Among cyanobacteria, hopanoid production is generally limited to terrestrial cyanobacteria. Among marine cyanobacteria, culture experiments in conducted by Helen Talbot and colleagues concluded that only two marine species–Trichodesmium and Crocosphaera–produced bacteriohopanepolyols. A later gene-based search for hpnP in available cyanobacterial genomes and Metagenome Assembled Genomes (MAGs) drew similar conclusions, identifying the gene in ~30% of terrestrial and freshwater species, and only one of the 739 marine cyanobacterial genomes and MAGs. Additionally, Nostoc punctiforme produces the greatest amount of 2-methylhopanoids when differentiated into akinetes. These cold- and desiccation-resistant cell structures are dormant and therefore not photosynthetically active, further challenging the association between 2-methylhopanes and oxygenic photosynthesis.

==== Other interpretations ====
Research demonstrating that the nitrite-oxidizing bacteria (NOB) Nitrobacter vulgaris increases its production of 2-methylhopanoids 33-fold when supplemented with cobalamin has furthered a non-cyanobacterial explanation for the observed abundance of 2-methylhopanes associated with Cretaceous OAEs. Felix Elling and colleagues propose that overturning circulation brought ammonia- and cobalt-rich deep waters to the surface, promoting aerobic nitrite oxidation and cobalamin synthesis, respectively. This model also addresses the conspicuous lack of 2-methylhopanes associated with Mediterranean sapropel events and in modern Black Sea sediments. Because both environments feature much less upwelling, 2-methylhopanoid-producing NOB such as N. vulgaris are outcompeted by NOB with higher nitrite affinity and anammox bacteria.

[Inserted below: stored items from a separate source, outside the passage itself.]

// SPDX-FileCopyrightText: 2025 Contributors to the pinflow project.
// SPDX-License-Identifier: Apache-2.0

//! Delivery of queued samples to the downstream peer.
//!
//! One delivery step pops an entry under the filter lock, then releases the
//! lock before acquiring a pooled buffer, populating it and pushing it
//! downstream. The asynchronous pump repeats steps on its own thread and
//! blocks on the filter's wake event when the queue is empty; synchronous
//! delivery runs steps on the caller's thread until the queue is empty.

use std::sync::Arc;

use tracing::{debug, error, trace, warn};

use crate::{
    Error, Pop, Result, Sample,
    filter::{FilterImpl, FilterShared},
    lockcheck,
    pin::{InputEndpoint, PinId},
    pool::BufferPool,
    task::SupervisedTask,
};

/// Copies or transforms a queued sample into a pooled buffer.
pub trait Populate: Send + Sync {
    /// Fills `target` from `source`, including timing and flags.
    fn populate(&self, source: &Sample, target: &mut Sample) -> Result<()>;
}

/// Copies payload, timing and flags unchanged.
#[derive(Clone, Copy, Debug, Default)]
pub struct CopyPopulator;

impl Populate for CopyPopulator {
    fn populate(&self, source: &Sample, target: &mut Sample) -> Result<()> {
        target.fill_from(source.payload())?;
        target.copy_attributes_from(source);
        Ok(())
    }
}

/// Everything a delivery step needs besides the filter itself.
#[derive(Clone)]
pub(crate) struct Route {
    pub(crate) peer: Arc<dyn InputEndpoint>,
    pub(crate) pool: BufferPool,
    pub(crate) populator: Arc<dyn Populate>,
}

/// Result of one delivery step.
#[derive(Debug, PartialEq, Eq)]
pub(crate) enum Step {
    /// A sample was handled (delivered or dropped); try again.
    Delivered,
    /// The queue is empty (non-blocking steps only).
    Idle,
    /// End-of-stream forwarded, or the pin is flushing or stopping.
    Finished,
}

/// Runs one delivery step for output `pin`.
///
/// With `block`, an empty queue waits on the wake event instead of
/// returning [`Step::Idle`].
pub(crate) fn deliver_next<T: FilterImpl>(
    shared: &FilterShared<T>,
    pin: PinId,
    route: &Route,
    block: bool,
) -> Result<Step> {
    let pop = {
        let mut inner = shared.lock()?;
        loop {
            match inner.pop(pin) {
                Pop::Wait if block => inner = inner.wait()?,
                other => break other,
            }
        }
    };

    match pop {
        Pop::Terminate => Ok(Step::Finished),
        Pop::Wait => Ok(Step::Idle),
        Pop::EndOfStream => {
            lockcheck::assert_not_held("InputEndpoint::end_of_stream");
            debug!("{}: delivering end-of-stream from {}", shared.name(), pin);
            if let Err(err) = route.peer.end_of_stream() {
                warn!("{}: downstream refused end-of-stream: {}", shared.name(), err);
            }
            Ok(Step::Finished)
        }
        Pop::Data(source) => {
            let mut target = match route.pool.acquire() {
                Ok(target) => target,
                Err(Error::NotCommitted) => {
                    debug!("{}: pool decommitted, leaving delivery loop", shared.name());
                    return Ok(Step::Finished);
                }
                Err(err) => {
                    halt(shared, pin, &err)?;
                    return Ok(Step::Delivered);
                }
            };
            let populated = route.populator.populate(&source, &mut target);
            drop(source);
            let pushed = populated.and_then(|()| {
                lockcheck::assert_not_held("InputEndpoint::receive");
                trace!("{}: delivering {:?}", shared.name(), target);
                route.peer.receive(target)
            });
            if let Err(err) = pushed {
                halt(shared, pin, &err)?;
            }
            Ok(Step::Delivered)
        }
    }
}

/// Marks output `pin` done after a failed delivery.
///
/// Queued samples are dropped; a queued end-of-stream sentinel survives so
/// downstream still sees the end of the stream.
fn halt<T: FilterImpl>(shared: &FilterShared<T>, pin: PinId, cause: &Error) -> Result<()> {
    let mut inner = shared.lock()?;
    let delivery = &mut inner.pin_mut(pin)?.delivery;
    let dropped = delivery.queue.purge_samples();
    if !delivery.done {
        warn!(
            "{}: delivery from {} halted ({}), dropped {} queued samples",
            shared.name(),
            pin,
            cause,
            dropped
        );
    }
    delivery.done = true;
    Ok(())
}

/// Body of an asynchronous pump thread.
fn pump_loop<T: FilterImpl>(shared: Arc<FilterShared<T>>, pin: PinId, route: Route) {
    loop {
        match deliver_next(&shared, pin, &route, true) {
            Ok(Step::Delivered | Step::Idle) => {}
            Ok(Step::Finished) => break,
            Err(err) => {
                error!("{}: pump for {} failed: {}", shared.name(), pin, err);
                break;
            }
        }
    }
    debug!("{}: pump for {} exiting", shared.name(), pin);
}

/// Spawns the pump thread of output `pin` unless one already exists.
pub(crate) fn spawn_pump<T: FilterImpl>(
    shared: &Arc<FilterShared<T>>,
    pin: PinId,
    route: Route,
) -> Result<SupervisedTask> {
    let thread_shared = shared.clone();
    SupervisedTask::spawn(format!("{}-pump-{}", shared.name(), pin.0), move || {
        pump_loop(thread_shared, pin, route)
    })
}

/// Drains output `pin` on the calling thread until its queue is empty.
pub(crate) fn drain_sync<T: FilterImpl>(
    shared: &FilterShared<T>,
    pin: PinId,
    route: &Route,
) -> Result<()> {
    while deliver_next(shared, pin, route, false)? == Step::Delivered {}
    Ok(())
}

#[cfg(test)]
mod tests {
    use super::*;

    #[test]
    fn copy_populator_copies_everything() {
        let source = Sample::from_vec(vec![1, 2, 3]).with_time(7, None);
        let mut target = Sample::with_capacity(8).unwrap();
        CopyPopulator.populate(&source, &mut target).unwrap();
        assert_eq!(target.payload(), &[1, 2, 3]);
        assert_eq!(target.time(), source.time());
    }

    #[test]
    fn copy_populator_rejects_small_target() {
        let source = Sample::from_vec(vec![0; 9]);
        let mut target = Sample::with_capacity(8).unwrap();
        assert!(matches!(
            CopyPopulator.populate(&source, &mut target),
            Err(Error::PoolExhausted)
        ));
    }
}
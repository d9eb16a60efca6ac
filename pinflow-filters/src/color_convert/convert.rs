//! RGB to Planar YUV Conversion
//!
//! Converts packed RGB24 (B, G, R) and RGB32 (B, G, R, X) pictures into
//! tightly packed YV12 or I420 using the BT.601 integer approximation:
//!
//! - Y = ((66R + 129G + 25B + 128) >> 8) + 16
//! - U = ((-38R - 74G + 112B + 128) >> 8) + 128
//! - V = ((112R - 94G - 18B + 128) >> 8) + 128
//!
//! Chroma is computed from the average colour of each 2x2 block. Bottom-up
//! sources (bitmap convention) are flipped so the output is top-down.

// SPDX-FileCopyrightText: 2025 Contributors to the pinflow project.
// SPDX-License-Identifier: Apache-2.0

use pinflow::{Error, FormatDescriptor, Populate, Result, Sample, Subtype};

use crate::planar::PlanarLayout;

/// Geometry of a packed RGB source picture.
#[derive(Clone, Copy, Debug, PartialEq, Eq)]
pub(crate) struct RgbLayout {
    pub width: usize,
    pub height: usize,
    pub bytes_per_pixel: usize,
    pub stride: usize,
    pub bottom_up: bool,
}

impl RgbLayout {
    /// Reads the layout from a connection format.
    ///
    /// # Errors
    ///
    /// Returns [`Error::InvalidArg`] for non-RGB formats, missing video
    /// details, zero or odd dimensions, or a stride shorter than a row.
    pub fn from_format(format: &FormatDescriptor) -> Result<Self> {
        let bytes_per_pixel = match format.subtype {
            Subtype::Rgb24 => 3,
            Subtype::Rgb32 => 4,
            other => return Err(Error::InvalidArg(format!("{other:?} is not packed RGB"))),
        };
        let video = format
            .video_details()
            .ok_or_else(|| Error::InvalidArg("RGB format without video details".into()))?;
        if video.width == 0 || video.height == 0 || video.width % 2 != 0 || video.height % 2 != 0
        {
            return Err(Error::InvalidArg(format!(
                "conversion needs even non-zero dimensions, got {}x{}",
                video.width, video.height
            )));
        }
        let stride = video.packed_stride(bytes_per_pixel);
        if stride < video.width as usize * bytes_per_pixel {
            return Err(Error::InvalidArg(format!(
                "stride {} shorter than a row of {} pixels",
                stride, video.width
            )));
        }
        Ok(Self {
            width: video.width as usize,
            height: video.height as usize,
            bytes_per_pixel,
            stride,
            bottom_up: video.bottom_up,
        })
    }

    pub fn frame_size(&self) -> usize {
        self.stride * self.height
    }

    /// Source bytes of output row `row` (top-down).
    fn row<'a>(&self, src: &'a [u8], row: usize) -> &'a [u8] {
        let stored = if self.bottom_up {
            self.height - 1 - row
        } else {
            row
        };
        &src[stored * self.stride..stored * self.stride + self.width * self.bytes_per_pixel]
    }
}

#[inline]
fn luma(r: i32, g: i32, b: i32) -> u8 {
    (((66 * r + 129 * g + 25 * b + 128) >> 8) + 16).clamp(0, 255) as u8
}

#[inline]
fn chroma_u(r: i32, g: i32, b: i32) -> u8 {
    (((-38 * r - 74 * g + 112 * b + 128) >> 8) + 128).clamp(0, 255) as u8
}

#[inline]
fn chroma_v(r: i32, g: i32, b: i32) -> u8 {
    (((112 * r - 94 * g - 18 * b + 128) >> 8) + 128).clamp(0, 255) as u8
}

/// `(r, g, b)` of the pixel starting at `px`.
#[inline]
fn rgb(px: &[u8]) -> (i32, i32, i32) {
    (px[2] as i32, px[1] as i32, px[0] as i32)
}

/// Converts one picture into `dst` as `output` (I420 or YV12).
///
/// Returns the bytes written.
///
/// # Errors
///
/// - [`Error::InvalidArg`] if `src` is shorter than a frame or `output` is
///   not planar 4:2:0.
/// - [`Error::PoolExhausted`] if `dst` cannot hold the picture.
pub(crate) fn rgb_to_planar(
    src: &[u8],
    layout: &RgbLayout,
    output: Subtype,
    dst: &mut [u8],
) -> Result<usize> {
    if src.len() < layout.frame_size() {
        return Err(Error::InvalidArg(format!(
            "RGB frame holds {} bytes, expected {}",
            src.len(),
            layout.frame_size()
        )));
    }
    let planar = PlanarLayout::new(layout.width as u32, layout.height as u32);
    if dst.len() < planar.total_size() {
        return Err(Error::PoolExhausted);
    }
    let (u_offset, v_offset) = planar.chroma_offsets(output)?;
    let bpp = layout.bytes_per_pixel;

    for y in (0..layout.height).step_by(2) {
        let top = layout.row(src, y);
        let bottom = layout.row(src, y + 1);
        for x in (0..layout.width).step_by(2) {
            let mut sum = (0, 0, 0);
            for (row, line) in [(y, top), (y + 1, bottom)] {
                for col in [x, x + 1] {
                    let (r, g, b) = rgb(&line[col * bpp..]);
                    dst[row * layout.width + col] = luma(r, g, b);
                    sum = (sum.0 + r, sum.1 + g, sum.2 + b);
                }
            }
            let (r, g, b) = ((sum.0 + 2) >> 2, (sum.1 + 2) >> 2, (sum.2 + 2) >> 2);
            let chroma = y / 2 * planar.chroma_width + x / 2;
            dst[u_offset + chroma] = chroma_u(r, g, b);
            dst[v_offset + chroma] = chroma_v(r, g, b);
        }
    }
    Ok(planar.total_size())
}

/// Delivery step that converts queued RGB samples into pooled planar
/// buffers.
#[derive(Debug)]
pub(crate) struct ConvertPopulator {
    pub layout: RgbLayout,
    pub output: Subtype,
}

impl Populate for ConvertPopulator {
    fn populate(&self, source: &Sample, target: &mut Sample) -> Result<()> {
        let written = rgb_to_planar(source.payload(), &self.layout, self.output, target.buffer_mut())?;
        target.set_actual_len(written)?;
        target.copy_attributes_from(source);
        // Every converted picture is independently decodable.
        target.flags_mut().sync_point = true;
        Ok(())
    }
}

#[cfg(test)]
mod tests {
    use super::*;
    use pinflow::{SampleFlags, VideoFormat};

    fn layout(subtype: Subtype, bottom_up: bool) -> RgbLayout {
        let mut video = VideoFormat::new(2, 2);
        video.bottom_up = bottom_up;
        RgbLayout::from_format(&FormatDescriptor::video(subtype, video)).unwrap()
    }

    #[test]
    fn reference_colours() {
        assert_eq!(luma(0, 0, 0), 16);
        assert_eq!(luma(255, 255, 255), 235);
        assert_eq!(chroma_u(255, 255, 255), 128);
        assert_eq!(chroma_v(255, 255, 255), 128);
        assert_eq!(luma(255, 0, 0), 82);
        assert_eq!(chroma_u(255, 0, 0), 90);
        assert_eq!(chroma_v(255, 0, 0), 240);
    }

    #[test]
    fn rgb24_rows_are_padded() {
        let rgb = layout(Subtype::Rgb24, false);
        assert_eq!(rgb.stride, 8);
        assert_eq!(rgb.frame_size(), 16);
    }

    #[test]
    fn rejects_odd_dimensions() {
        let format = FormatDescriptor::video(Subtype::Rgb32, VideoFormat::new(3, 2));
        assert!(RgbLayout::from_format(&format).is_err());
        let yuv = FormatDescriptor::video(Subtype::I420, VideoFormat::new(2, 2));
        assert!(RgbLayout::from_format(&yuv).is_err());
    }

    #[test]
    fn red_over_white_bottom_up() {
        // Bottom-up RGB32: stored row 0 is the bottom (white), row 1 the top (red).
        let white = [255, 255, 255, 0];
        let red = [0, 0, 255, 0];
        let src: Vec<u8> = [white, white, red, red].concat();
        let mut dst = [0u8; 6];
        let written =
            rgb_to_planar(&src, &layout(Subtype::Rgb32, true), Subtype::Yv12, &mut dst).unwrap();
        assert_eq!(written, 6);
        assert_eq!(&dst[..4], &[82, 82, 235, 235]);
        // YV12: V before U. Average colour is (255, 128, 128).
        assert_eq!(dst[4], chroma_v(255, 128, 128));
        assert_eq!(dst[5], chroma_u(255, 128, 128));
    }

    #[test]
    fn populator_sets_sync_point_and_keeps_discontinuity() {
        let populator = ConvertPopulator {
            layout: layout(Subtype::Rgb24, false),
            output: Subtype::I420,
        };
        let source = Sample::from_vec(vec![0; 16])
            .with_time(5, Some(15))
            .with_flags(SampleFlags {
                discontinuity: true,
                ..SampleFlags::default()
            });
        let mut target = Sample::with_capacity(6).unwrap();
        populator.populate(&source, &mut target).unwrap();
        assert_eq!(target.payload(), &[16, 16, 16, 16, 128, 128]);
        assert!(target.flags().sync_point && target.flags().discontinuity);
        assert_eq!(target.time(), source.time());

        let mut small = Sample::with_capacity(5).unwrap();
        assert!(matches!(
            populator.populate(&source, &mut small),
            Err(Error::PoolExhausted)
        ));
    }
}
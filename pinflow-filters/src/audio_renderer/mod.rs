//! Audio Renderer
//!
//! This module implements `AudioRenderer`, an input-only filter that plays
//! interleaved PCM through an [`AudioDevice`].
//!
//! ## Responsibilities
//! - Accepts 32-bit float or 16-bit integer PCM
//! - Opens the device when the filter starts and stops it when the filter stops
//! - Starts playback on entering Running and pauses it on entering Paused
//! - Writes every received payload to the device from the receive path,
//!   which may block while the device buffer is full
//! - Reports frames played from the device cursor
//!
//! The device is a leaf collaborator rather than a pipeline stage:
//! [`MemoryDevice`] keeps everything in memory for tests and demos.
//!
//! ## Example
//! ```
//! use pinflow::{AudioFormat, Filter, FormatDescriptor, Graph, Sample, Subtype};
//! use pinflow_filters::{AppSource, AudioRenderer, MemoryDevice};
//!
//! # fn main() -> pinflow::Result<()> {
//! let pcm = FormatDescriptor::audio(Subtype::PcmFloat, AudioFormat::float(1, 8000));
//! let device = MemoryDevice::new();
//! let source = Filter::new("source", AppSource::new(vec![pcm]));
//! let renderer = Filter::new("render", AudioRenderer::new(device.clone()));
//!
//! let mut graph = Graph::new();
//! graph.add(&source);
//! graph.add(&renderer);
//! graph.connect(&source, AppSource::OUTPUT, &renderer, AudioRenderer::INPUT, None)?;
//! graph.run()?;
//! assert!(device.snapshot()?.playing);
//! graph.stop()?;
//! # Ok(())
//! # }
//! ```

// SPDX-FileCopyrightText: 2025 Contributors to the pinflow project.
// SPDX-License-Identifier: Apache-2.0

/// Device contract and the in-memory device
mod device;

/// Filter implementation (negotiation, state mapping, writes)
mod imp;

pub use device::{AudioDevice, MemoryDevice, MemoryState};
pub use imp::AudioRenderer;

An environmental survey by Jessica Ricci and coauthors using metagenomes and clone libraries found significant correlation between plant-associated microbial communities and hpnP presence, based on which they propose that 2-methylhopanoids are a biomarker for sessile microbial communities high in osmolarity and low in oxygen and fixed nitrogen.

=== 3-methylhopanoids ===
3-methylhopanoids have historically been associated with aerobic methanotrophy based on culture experiments and co-occurrence with aerobic methanotrophs in the environment. As such, the presence of 3-methylhopanes, together with ^{13}C depletion, are considered markers of ancient aerobic methanotrophy. However, acetic acid bacteria have been known for decades to also produce 2-methylhopanoids. Additionally, following their identification of hpnR, the gene responsible for methylating hopanoids at the C_{3} position, Paula Welander and Roger Summons identified putative hpnR homologs in members of alpha-, beta-, and gammaproteobacteria, actinomycetota, nitrospirota, candidate phylum NC10, and an acidobacterium, as well as in three metagenomes. As such, Welander and Summons conclude that 3-methylhopanoids alone cannot constitute evidence of aerobic methanotrophy.

== Applications ==

=== Industry ===
The elegant mechanism behind the protonase activity of squalene-hopene cyclase was appreciated and adapted by chemical engineers at the University of Stuttgart, Germany. Active site engineering resulted in loss of the enzyme's ability to form hopanoids, but enabled Brønsted acid catalysis for the stereoselective cyclization of the monoterpenoids geraniol, epoxygeraniol, and citronellal.

=== Agriculture ===
The application of hopanoids and hopanoid-producing nitrogen fixers to soil has been proposed and patented as a biofertilizer technique that increases environmental resistance of plant-associated microbial symbionts, including nitrogen-fixing bacteria that are essential for transforming atmospheric nitrogen to soluble forms available to crops.

=== Medicine ===
During later studies of interactions between diplopterol and lipid A in Methylobacterium extorquens, multidrug transport was found to be a hopanoid-dependent process. Squalene-hopene cyclase mutants derived from a wild type capable of multidrug efflux, a drug-resistance mechanism mediated by integral transport proteins, lost the ability to perform both multidrug transport and hopanoid synthesis. Researchers indicate this could be due to direct regulation of transport proteins by hopanoids or indirectly by altering membrane ordering in a way that disrupts the transport system.